- **Stored items**:
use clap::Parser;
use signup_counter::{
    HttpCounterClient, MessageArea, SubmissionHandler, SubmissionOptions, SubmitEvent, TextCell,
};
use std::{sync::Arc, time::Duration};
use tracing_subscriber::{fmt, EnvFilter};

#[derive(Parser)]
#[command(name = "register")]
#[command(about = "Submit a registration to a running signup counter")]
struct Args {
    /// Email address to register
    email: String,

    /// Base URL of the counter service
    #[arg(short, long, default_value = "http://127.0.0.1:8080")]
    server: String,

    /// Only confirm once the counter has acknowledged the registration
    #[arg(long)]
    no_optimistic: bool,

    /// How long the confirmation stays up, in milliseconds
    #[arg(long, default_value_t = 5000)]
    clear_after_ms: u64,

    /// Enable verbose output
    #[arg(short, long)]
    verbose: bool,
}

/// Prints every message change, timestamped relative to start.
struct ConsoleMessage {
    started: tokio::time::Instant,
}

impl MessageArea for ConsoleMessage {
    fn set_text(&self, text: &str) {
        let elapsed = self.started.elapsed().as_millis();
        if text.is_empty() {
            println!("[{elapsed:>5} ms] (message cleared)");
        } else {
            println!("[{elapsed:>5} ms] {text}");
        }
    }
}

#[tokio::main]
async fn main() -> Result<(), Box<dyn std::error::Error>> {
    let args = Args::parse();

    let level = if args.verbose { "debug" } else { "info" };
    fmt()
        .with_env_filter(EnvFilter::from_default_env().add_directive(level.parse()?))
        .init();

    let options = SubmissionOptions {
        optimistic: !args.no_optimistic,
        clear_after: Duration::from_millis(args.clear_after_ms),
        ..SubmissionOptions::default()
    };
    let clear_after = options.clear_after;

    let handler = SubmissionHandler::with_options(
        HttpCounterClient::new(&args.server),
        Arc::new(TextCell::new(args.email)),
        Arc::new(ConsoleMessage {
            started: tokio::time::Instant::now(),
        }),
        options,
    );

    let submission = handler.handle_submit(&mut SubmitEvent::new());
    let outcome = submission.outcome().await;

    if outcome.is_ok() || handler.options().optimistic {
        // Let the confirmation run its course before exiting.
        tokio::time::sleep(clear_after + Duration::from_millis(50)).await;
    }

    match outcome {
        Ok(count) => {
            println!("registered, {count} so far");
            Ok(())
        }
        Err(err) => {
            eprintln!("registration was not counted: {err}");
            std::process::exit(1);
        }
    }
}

--

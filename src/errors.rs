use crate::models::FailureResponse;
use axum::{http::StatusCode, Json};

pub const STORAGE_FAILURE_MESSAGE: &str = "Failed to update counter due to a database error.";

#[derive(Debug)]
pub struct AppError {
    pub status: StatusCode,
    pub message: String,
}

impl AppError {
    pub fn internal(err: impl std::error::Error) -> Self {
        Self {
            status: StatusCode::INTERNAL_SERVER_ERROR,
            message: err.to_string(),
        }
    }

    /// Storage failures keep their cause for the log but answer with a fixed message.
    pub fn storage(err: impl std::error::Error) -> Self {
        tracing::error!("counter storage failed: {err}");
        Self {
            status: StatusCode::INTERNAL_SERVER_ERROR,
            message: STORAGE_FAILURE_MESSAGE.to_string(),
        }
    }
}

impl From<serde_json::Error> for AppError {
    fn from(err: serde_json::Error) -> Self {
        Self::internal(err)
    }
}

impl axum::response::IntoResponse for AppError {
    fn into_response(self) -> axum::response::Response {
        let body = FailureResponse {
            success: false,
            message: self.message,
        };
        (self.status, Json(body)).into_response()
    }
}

- **Task to carry out**: For each line above that contains the word "command", copy that line.

- **Response to the task**:
#[command(name = "register")]
#[command(about = "Submit a registration to a running signup counter")]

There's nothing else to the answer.